Start of Material for this exercise
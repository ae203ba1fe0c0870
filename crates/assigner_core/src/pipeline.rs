//! Vectorizer + forest behind one fit/predict contract

use crate::errors::{AssignerError, Result};
use crate::forest::{ForestParams, RandomForestClassifier};
use crate::model::{PersistedModel, TrainingSummary};
use crate::tfidf::{FeatureVector, VectorModel};
use crate::ticket::Ticket;
use std::path::Path;
use tracing::{debug, info};

/// Pipeline configuration
#[derive(Clone, Debug, PartialEq)]
pub struct PipelineConfig {
    pub forest: ForestParams,
    /// L2-normalize feature vectors
    pub l2_normalize: bool,
}

impl Default for PipelineConfig {
    fn default() -> Self {
        Self {
            forest: ForestParams::default(),
            l2_normalize: true,
        }
    }
}

/// TF-IDF vectorizer feeding a random forest.
///
/// The vectorizer is only stored once the forest has been fitted as well, so
/// a failed `fit` leaves the pipeline in its previous state.
#[derive(Debug, Clone, Default)]
pub struct Pipeline {
    config: PipelineConfig,
    vectorizer: Option<VectorModel>,
    classifier: RandomForestClassifier,
}

impl Pipeline {
    pub fn new(config: PipelineConfig) -> Self {
        let classifier = RandomForestClassifier::new(config.forest.clone());
        Self {
            config,
            vectorizer: None,
            classifier,
        }
    }

    /// Fit the vectorizer on `corpus`, then the forest on the transformed corpus
    pub fn fit<S, L>(&mut self, corpus: &[S], labels: &[L]) -> Result<()>
    where
        S: AsRef<str>,
        L: AsRef<str>,
    {
        if corpus.len() != labels.len() {
            return Err(AssignerError::InvalidInput(format!(
                "{} documents but {} labels",
                corpus.len(),
                labels.len()
            )));
        }

        let vectorizer = VectorModel::fit(corpus, self.config.l2_normalize)?;
        info!(
            documents = corpus.len(),
            vocabulary = vectorizer.vocabulary_size(),
            "Fitted vectorizer"
        );

        let x = vectorizer.transform_all(corpus);
        let mut classifier = RandomForestClassifier::new(self.config.forest.clone());
        classifier.fit(&x, labels)?;

        self.vectorizer = Some(vectorizer);
        self.classifier = classifier;
        Ok(())
    }

    pub fn is_fitted(&self) -> bool {
        self.vectorizer.is_some() && self.classifier.is_fitted()
    }

    /// Predict the assignee for a feature text
    pub fn predict(&self, text: &str) -> Result<&str> {
        let features = self.vectorize(text)?;
        self.classifier.predict(&features)
    }

    /// Normalize a ticket and predict its assignee
    pub fn predict_ticket(&self, ticket: &Ticket) -> Result<&str> {
        self.predict(&ticket.feature_text())
    }

    /// Per-label fraction of tree votes, in label order
    pub fn vote_fractions(&self, text: &str) -> Result<Vec<(String, f64)>> {
        let features = self.vectorize(text)?;
        let forest = self.classifier.forest().ok_or(AssignerError::UntrainedModel)?;
        Ok(forest.vote_fractions(&features))
    }

    /// Accuracy on a labelled corpus, in `[0, 1]`
    pub fn score<S, L>(&self, corpus: &[S], labels: &[L]) -> Result<f64>
    where
        S: AsRef<str>,
        L: AsRef<str>,
    {
        if !self.is_fitted() {
            return Err(AssignerError::UntrainedModel);
        }
        if corpus.len() != labels.len() {
            return Err(AssignerError::InvalidInput(format!(
                "{} documents but {} labels",
                corpus.len(),
                labels.len()
            )));
        }
        if corpus.is_empty() {
            return Err(AssignerError::InsufficientData(
                "cannot score an empty test set".to_string(),
            ));
        }

        let mut correct = 0usize;
        for (text, expected) in corpus.iter().zip(labels) {
            if self.predict(text.as_ref())? == expected.as_ref() {
                correct += 1;
            }
        }

        let accuracy = correct as f64 / corpus.len() as f64;
        debug!(correct, total = corpus.len(), accuracy, "Scored pipeline");
        Ok(accuracy)
    }

    /// Known assignees in label-index order; empty until fitted
    pub fn labels(&self) -> &[String] {
        self.classifier
            .forest()
            .map(|forest| forest.labels.as_slice())
            .unwrap_or(&[])
    }

    pub fn vocabulary_size(&self) -> usize {
        self.vectorizer
            .as_ref()
            .map(VectorModel::vocabulary_size)
            .unwrap_or(0)
    }

    pub fn tree_count(&self) -> usize {
        self.classifier.forest().map(|f| f.num_trees()).unwrap_or(0)
    }

    pub fn vectorizer(&self) -> Option<&VectorModel> {
        self.vectorizer.as_ref()
    }

    /// Package the fitted state as a persistable artifact
    pub fn to_artifact(&self, summary: TrainingSummary) -> Result<PersistedModel> {
        match (&self.vectorizer, self.classifier.forest()) {
            (Some(vectorizer), Some(forest)) => {
                PersistedModel::new(vectorizer.clone(), forest.clone(), summary)
            }
            _ => Err(AssignerError::UntrainedModel),
        }
    }

    /// Rebuild a pipeline from a validated artifact
    pub fn from_artifact(model: PersistedModel) -> Result<Self> {
        model.validate()?;

        let PersistedModel {
            vectorizer, forest, ..
        } = model;
        let config = PipelineConfig {
            forest: ForestParams {
                n_trees: forest.num_trees(),
                ..ForestParams::default()
            },
            l2_normalize: vectorizer.l2_normalize,
        };

        Ok(Self {
            config,
            vectorizer: Some(vectorizer),
            classifier: RandomForestClassifier::from_forest(forest),
        })
    }

    /// Load an artifact from disk and rebuild the pipeline
    pub fn load<P: AsRef<Path>>(path: P) -> Result<Self> {
        Self::from_artifact(PersistedModel::load_json(path)?)
    }

    fn vectorize(&self, text: &str) -> Result<FeatureVector> {
        self.vectorizer
            .as_ref()
            .map(|v| v.transform(text))
            .ok_or(AssignerError::UntrainedModel)
    }
}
End of Material for this exercise
» **Your objective**
Scan the records above for the word "state". Copy each line that has it.

» **Exercise output**
/// a failed `fit` leaves the pipeline in its previous state.
    /// Package the fitted state as a persistable artifact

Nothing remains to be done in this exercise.